Dorothy’s leaving has affected Henry “very much,” the owner said, adding her three daughters are coming in to help now.
“She’s done everything here,” Henry remarked of Dorothy. She related Dorothy’s attributes: “wise, honest, her faith, sincere, trust-worthy … just a very honorable lady.
“She has taught all these girls and boys well here,” Henry added. “She taught them how to cook; taught them how to bake. She’s been our teacher and friend.”
Dorothy started her career with Apple Cake Tea Room in September 1989, six years after Henry opened the business in November 1983 in a little corner of Station West. She moved the business to her current location in the log cabin a year later.
Dorothy had just retired in March 1989 from Yale Commercial Lock & Hardware in Lenoir City, where she put in 35 years, because her husband had a stroke.
After he passed away in May 1989, “I had worked so long, I couldn’t stay at home anymore,” Dorothy recalled.
So, when she saw a sign advertising a dishwasher position vacancy at Apple Cake Tea Room, “I come up here and I started washing dishes,” she said.
“She is my first cousin’s mother-in-law,” Henry said of Dorothy. “I mentioned to my first cousin that I needed a dishwasher, and the next day, (Dorothy) showed up.
“I said ‘What are you doing here?’ She said, ‘I came to wash your dishes.’”
Dorothy continued in that position for six months until Henry “fixed the baking kitchen upstairs,” the retiree recalled. “I went to work up there for 10 1/2 years.”
Dorothy baked all the cakes, muffins, banana nut bread, chicken salad and brownie pies. “I just made it all,” she said with a laugh. Her favorite thing to make was the banana nut bread.
“Then, I messed my shoulder up and had to have surgery,” she added. “When I come back to work, I told Mary, ‘I can’t do that (baking) anymore.’
“Everything we bake is from scratch. I said, ‘I can’t stir anymore,’ so I came downstairs to hostess (in 2000), and I’ve been hostess every since.”

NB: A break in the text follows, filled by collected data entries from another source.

// Copyright 2026 DagFlow Authors
//
// Licensed under the Apache License, Version 2.0 (the "License");
// you may not use this file except in compliance with the License.
// You may obtain a copy of the License at
//
//     http://www.apache.org/licenses/LICENSE-2.0
//
// Unless required by applicable law or agreed to in writing, software
// distributed under the License is distributed on an "AS IS" BASIS,
// WITHOUT WARRANTIES OR CONDITIONS OF ANY KIND, either express or implied.
// See the License for the specific language governing permissions and
// limitations under the License.

//! [`SessionWindowOperator`]: assigns events to per-key session windows and
//! emits them once a watermark proves they can no longer grow.

use std::collections::{BTreeMap, HashMap, HashSet};
use std::hash::Hash;
use std::ops::Bound;
use std::sync::Arc;

use super::interval::Interval;

/// Per-key accumulator state for one open session: constructible, extendable
/// one event at a time, and combinable with another instance when two
/// sessions bridge.
pub trait Accumulator: Send + 'static {
    type Event;

    fn new() -> Self;
    fn accumulate(&mut self, event: &Self::Event);

    /// Combines `self` (the earlier session) with `other` (the later one)
    /// into the accumulator for their merged interval. Applied strictly in
    /// insertion order; a non-associative combiner is the caller's contract,
    /// not something this operator verifies.
    fn combine(self, other: Self) -> Self;
}

/// A finished, emitted window: the key, its folded accumulator, and the
/// closed `[start, beyond_end)` interval it covered.
#[derive(Debug, Clone, PartialEq, Eq)]
pub struct Session<K, A> {
    pub key: K,
    pub result: A,
    pub start: i64,
    pub beyond_end: i64,
}

/// Online event-time session windowing: groups events per key into intervals
/// no two of which touch, merging on bridge and emitting only once a
/// watermark proves an interval is closed.
pub struct SessionWindowOperator<K, A>
where
    K: Eq + Hash + Clone,
    A: Accumulator,
{
    gap: i64,
    ts_fn: Arc<dyn Fn(&A::Event) -> i64 + Send + Sync>,
    key_fn: Arc<dyn Fn(&A::Event) -> K + Send + Sync>,
    key_to_interval_map: HashMap<K, BTreeMap<Interval, A>>,
    deadline_index: BTreeMap<i64, HashSet<K>>,
    last_watermark: i64,
}

impl<K, A> SessionWindowOperator<K, A>
where
    K: Eq + Hash + Clone,
    A: Accumulator,
{
    pub fn new(
        gap: i64,
        ts_fn: Arc<dyn Fn(&A::Event) -> i64 + Send + Sync>,
        key_fn: Arc<dyn Fn(&A::Event) -> K + Send + Sync>,
    ) -> Self {
        Self {
            gap,
            ts_fn,
            key_fn,
            key_to_interval_map: HashMap::new(),
            deadline_index: BTreeMap::new(),
            last_watermark: i64::MIN,
        }
    }

    /// Folds one event into its key's session state.
    /// Late events (`ts <= lastWatermark`) are silently dropped.
    pub fn on_item(&mut self, event: &A::Event) {
        let ts = (self.ts_fn)(event);
        if ts <= self.last_watermark {
            tracing::warn!(ts, last_watermark = self.last_watermark, "dropping late event");
            return;
        }
        let key = (self.key_fn)(event);
        let probe = Interval::new(ts, ts + self.gap);

        let touching = match self.key_to_interval_map.get(&key) {
            Some(map) => Self::touching_intervals(map, probe),
            None => Vec::new(),
        };

        match touching[..] {
            [] => {
                let mut acc = A::new();
                acc.accumulate(event);
                self.open_interval(&key, probe, acc);
            }
            [l] if l.encompasses(&probe) => {
                self.key_to_interval_map
                    .get_mut(&key)
                    .and_then(|m| m.get_mut(&l))
                    .expect("touching interval must exist")
                    .accumulate(event);
            }
            [l] => {
                let mut acc = self
                    .key_to_interval_map
                    .get_mut(&key)
                    .and_then(|m| m.remove(&l))
                    .expect("touching interval must exist");
                self.forget_deadline(&key, l.beyond_end);
                acc.accumulate(event);
                self.open_interval(&key, l.union(&probe), acc);
            }
            [l, u] => {
                let map = self
                    .key_to_interval_map
                    .get_mut(&key)
                    .expect("touching intervals must exist");
                let acc_l = map.remove(&l).expect("lower interval must exist");
                let acc_u = map.remove(&u).expect("upper interval must exist");
                self.forget_deadline(&key, l.beyond_end);
                self.forget_deadline(&key, u.beyond_end);

                tracing::debug!(
                    lower_start = l.start,
                    upper_beyond_end = u.beyond_end,
                    "merging two touching sessions"
                );
                let mut combined = acc_l.combine(acc_u);
                combined.accumulate(event);
                self.open_interval(&key, Interval::new(l.start, u.beyond_end), combined);
            }
            _ => unreachable!("an interval of length >= gap admits at most two touching neighbors"),
        }
    }

    /// Advances the watermark, emitting every session that can no longer
    /// grow.
    pub fn on_watermark(&mut self, w: i64) -> Vec<Session<K, A>> {
        tracing::debug!(watermark = w, "advancing watermark");
        self.last_watermark = w;
        let mut emitted = Vec::new();

        let matured_deadlines: Vec<i64> = self.deadline_index.range(..=w).map(|(&d, _)| d).collect();
        for deadline in matured_deadlines {
            let Some(keys) = self.deadline_index.remove(&deadline) else {
                continue;
            };
            for key in keys {
                let Some(map) = self.key_to_interval_map.get_mut(&key) else {
                    continue;
                };
                let matured: Vec<Interval> = map.keys().copied().filter(|iv| iv.beyond_end <= w).collect();
                for iv in matured {
                    let acc = map.remove(&iv).expect("matured interval must exist");
                    emitted.push(Session {
                        key: key.clone(),
                        result: acc,
                        start: iv.start,
                        beyond_end: iv.beyond_end,
                    });
                }
                if map.is_empty() {
                    self.key_to_interval_map.remove(&key);
                }
            }
        }
        emitted
    }

    /// Finds the intervals in `map` touching `probe`. Since intervals for one
    /// key are pairwise non-touching, only the predecessor (greatest start ≤
    /// `probe.start`) and successor (least start > `probe.start`) can touch
    /// it — any interval further away is separated from its neighbor by a
    /// non-touching gap, so it is separated from `probe` too — at most two
    /// existing intervals can ever touch one incoming event.
    fn touching_intervals(map: &BTreeMap<Interval, A>, probe: Interval) -> Vec<Interval> {
        let sentinel = Interval::new(probe.start, i64::MAX);
        let mut found = Vec::with_capacity(2);

        if let Some((&iv, _)) = map.range(..=sentinel).next_back() {
            found.push(iv);
        }
        if let Some((&iv, _)) = map.range((Bound::Excluded(sentinel), Bound::Unbounded)).next() {
            if found.first() != Some(&iv) {
                found.push(iv);
            }
        }
        found.retain(|iv| iv.touches(&probe));
        found
    }

    fn open_interval(&mut self, key: &K, interval: Interval, acc: A) {
        self.key_to_interval_map.entry(key.clone()).or_default().insert(interval, acc);
        self.deadline_index.entry(interval.beyond_end).or_default().insert(key.clone());
    }

    fn forget_deadline(&mut self, key: &K, beyond_end: i64) {
        if let Some(keys) = self.deadline_index.get_mut(&beyond_end) {
            keys.remove(key);
            if keys.is_empty() {
                self.deadline_index.remove(&beyond_end);
            }
        }
    }
}

#[cfg(test)]
mod tests {
    use super::*;

    #[derive(Debug, Clone, Copy, PartialEq, Eq)]
    struct SumAcc(i64);

    impl Accumulator for SumAcc {
        type Event = (i64, i64);

        fn new() -> Self {
            SumAcc(0)
        }

        fn accumulate(&mut self, event: &Self::Event) {
            self.0 += event.1;
        }

        fn combine(self, other: Self) -> Self {
            SumAcc(self.0 + other.0)
        }
    }

    fn operator(gap: i64) -> SessionWindowOperator<&'static str, SumAcc> {
        SessionWindowOperator::new(gap, Arc::new(|e: &(i64, i64)| e.0), Arc::new(|_: &(i64, i64)| "A"))
    }

    #[test]
    fn two_bursts_emit_independently_once_each_matures() {
        let mut op = operator(10);
        for ts in [1, 5, 20, 25] {
            op.on_item(&(ts, 1));
        }

        let at_30 = op.on_watermark(30);
        assert_eq!(at_30.len(), 1);
        assert_eq!((at_30[0].start, at_30[0].beyond_end, at_30[0].result.0), (1, 15, 2));

        let at_35 = op.on_watermark(35);
        assert_eq!(at_35.len(), 1);
        assert_eq!((at_35[0].start, at_35[0].beyond_end, at_35[0].result.0), (20, 35, 2));
    }

    /// An event whose probe interval touches two already-open sessions
    /// bridges them into one.
    #[test]
    fn bridging_event_merges_two_touching_sessions() {
        let mut op = operator(10);
        op.on_item(&(1, 1));
        op.on_item(&(20, 1));
        op.on_item(&(10, 1)); // touches both [1,11) and [20,30)

        let emitted = op.on_watermark(30);
        assert_eq!(emitted.len(), 1);
        assert_eq!((emitted[0].start, emitted[0].beyond_end), (1, 30));
        assert_eq!(emitted[0].result.0, 3);
    }

    #[test]
    fn one_match_within_the_existing_interval_just_accumulates() {
        let mut op = operator(10);
        op.on_item(&(1, 1));
        op.on_item(&(3, 2)); // inside [1,11), no change to interval bounds

        let emitted = op.on_watermark(11);
        assert_eq!(emitted.len(), 1);
        assert_eq!((emitted[0].start, emitted[0].beyond_end), (1, 11));
        assert_eq!(emitted[0].result.0, 3);
    }

    #[test]
    fn late_events_are_dropped() {
        let mut op = operator(10);
        op.on_item(&(1, 1));
        let first = op.on_watermark(20);
        assert_eq!(first.len(), 1);

        op.on_item(&(5, 100)); // ts <= lastWatermark(20)
        let second = op.on_watermark(100);
        assert!(second.is_empty());
    }

    #[test]
    fn nothing_emitted_before_its_deadline() {
        let mut op = operator(10);
        op.on_item(&(1, 1));
        assert!(op.on_watermark(5).is_empty());
        assert_eq!(op.on_watermark(11).len(), 1);
    }

    #[derive(Debug, Clone, Copy, PartialEq, Eq)]
    struct KeyedSumAcc(i64);

    impl Accumulator for KeyedSumAcc {
        type Event = (i64, i64, i64); // (key, ts, value)

        fn new() -> Self {
            KeyedSumAcc(0)
        }

        fn accumulate(&mut self, event: &Self::Event) {
            self.0 += event.2;
        }

        fn combine(self, other: Self) -> Self {
            KeyedSumAcc(self.0 + other.0)
        }
    }

    #[test]
    fn independent_keys_never_interact() {
        let mut op: SessionWindowOperator<i64, KeyedSumAcc> =
            SessionWindowOperator::new(10, Arc::new(|e: &(i64, i64, i64)| e.1), Arc::new(|e: &(i64, i64, i64)| e.0));
        op.on_item(&(1, 1, 1));
        op.on_item(&(2, 1, 1));
        let emitted = op.on_watermark(11);
        assert_eq!(emitted.len(), 2);
        let mut keys: Vec<i64> = emitted.iter().map(|s| s.key).collect();
        keys.sort();
        assert_eq!(keys, vec![1, 2]);
    }
}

However, Dorothy also pitched in as waitress and cashier.
“You have to help out people when you work here,” she said about her duties. “You just do a little bit of everything.”
“She went to the store and did everything for me,” Henry said of Dorothy. “She was my right arm. I could not have done it without her, and she’s as honest as the day is long. If somebody owed me 3 cents out of the register and didn’t pay me, she put the 3 cents in at the end of the day.
“A lot’s happened in those years,” the owner added. “We’ve seen Farragut change. We were the only place here, across the street from the Pilot, when we opened over here.”
“When I first came to work here, there was nothing but one filling station,” Dorothy said.
Now “all the trees were taken down. It became very, very commercial,” Henry added.
Dorothy decided to stay those 35-plus years because “I’m the type of person that when I get a job, I don’t want to have to go hunt another one.”
At the tea room, “You meet a lot of people, and in all these years I have really acquired a lot of friends,” she said. “And, I just like to work here.”
Working with Henry, “her and I got along real well,” Dorothy said. “I couldn’t work for anybody any better. She’s good to her customers and her employees.
“She’s there for you if you need her,” she added about Henry. “I’d still be working if it wasn’t for my hip.”
Her fondest memories revolve around “just being around all the employees because they ranged from 18 to 35,” she said. “I was kind of like a momma to them.
“They all called me granny.”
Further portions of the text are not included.